ACTIVITY: Examine each line in the records below for the word "until". Report how many lines contain it, and nothing else.

Recorded data:
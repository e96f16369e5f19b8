//! Route definitions for quote requests.

use axum::routing::{get, post};
use axum::Router;

use crate::handlers::quote;
use crate::state::AppState;

/// Routes mounted at `/quotes`.
///
/// ```text
/// POST   /    -> submit_quote
/// ```
pub fn public_router() -> Router<AppState> {
    Router::new().route("/", post(quote::submit_quote))
}

/// Routes mounted at `/admin/quotes`.
///
/// ```text
/// GET    /          -> list_quotes
/// GET    /counts    -> count_quotes
/// GET    /{id}      -> get_quote
/// PATCH  /{id}      -> update_quote
/// ```
pub fn admin_router() -> Router<AppState> {
    Router::new()
        .route("/", get(quote::list_quotes))
        .route("/counts", get(quote::count_quotes))
        .route("/{id}", get(quote::get_quote).patch(quote::update_quote))
}
impl ProjectFeed {
    /// Create a feed. Nothing is loaded until the first
    /// [`fetch_projects`](Self::fetch_projects); until then the feed reports
    /// `loading`.
    pub fn new(
        source: Arc<dyn ProjectSource>,
        storage: Arc<LocalStorage>,
        options: FeedOptions,
        cancel: CancellationToken,
    ) -> Self {
        Self {
            source,
            cache: get_cache(storage, PROJECTS_CACHE_KEY, Some(options.cache_ttl_minutes)),
            retrier: Retrier::new(options.retry),
            fetch_timeout: options.fetch_timeout,
            state: RwLock::new(FeedState {
                projects: Vec::new(),
                loading: true,
                error: None,
            }),
            cancel,
        }
    }

    pub async fn projects(&self) -> Vec<ProjectWithImages> {
        self.state.read().await.projects.clone()
    }

    pub async fn loading(&self) -> bool {
        self.state.read().await.loading
    }

    pub async fn error(&self) -> Option<String> {
        self.state.read().await.error.clone()
    }

    pub fn is_retrying(&self) -> bool {
        self.retrier.state().is_retrying()
    }

    pub async fn snapshot(&self) -> FeedSnapshot {
        let state = self.state.read().await;
        FeedSnapshot {
            projects: state.projects.clone(),
            loading: state.loading,
            error: state.error.clone(),
            is_retrying: self.is_retrying(),
        }
    }

    /// Bypass the cache and reload from the source.
    pub async fn refresh_projects(&self) -> Result<Vec<ProjectWithImages>, RetryError<FeedError>> {
        self.fetch_projects(true).await
    }

    /// Run one fetch cycle and return the projects it committed.
    pub async fn fetch_projects(
        &self,
        skip_cache: bool,
    ) -> Result<Vec<ProjectWithImages>, RetryError<FeedError>> {
        if !skip_cache {
            if let Some(cached) = self.cache.get().filter(|p| !p.is_empty()) {
                tracing::debug!(count = cached.len(), "Serving projects from cache");
                let mut state = self.state.write().await;
                state.projects = cached.clone();
                state.loading = false;
                state.error = None;
                return Ok(cached);
            }
        }

        {
            let mut state = self.state.write().await;
            state.loading = true;
            state.error = None;
        }

        let source = &self.source;
        let timeout = self.fetch_timeout;
        let loaded = self
            .retrier
            .retry(
                || async move {
                    match tokio::time::timeout(timeout, source.fetch_active_with_images()).await {
                        Ok(rows) => rows.map_err(FeedError::from),
                        Err(_) => Err(FeedError::Timeout(timeout)),
                    }
                },
                &self.cancel,
            )
            .await;

        match loaded {
            Ok(raw) => {
                let fetched = raw.len();
                let projects = transform_projects(raw);
                self.cache.set(Some(projects.clone()));

                let mut state = self.state.write().await;
                state.projects = projects.clone();
                state.loading = false;
                state.error = None;

                tracing::info!(fetched, shown = projects.len(), "Project feed refreshed");
                Ok(projects)
            }
            Err(e) => {
                let message = e
                    .last_error()
                    .map(ToString::to_string)
                    .unwrap_or_else(|| e.to_string());
                tracing::error!(error = %message, "Failed to refresh project feed");

                let mut state = self.state.write().await;
                state.loading = false;
                state.error = Some(message);
                Err(e)
            }
        }
    }
}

EXERCISE OUTPUT: 2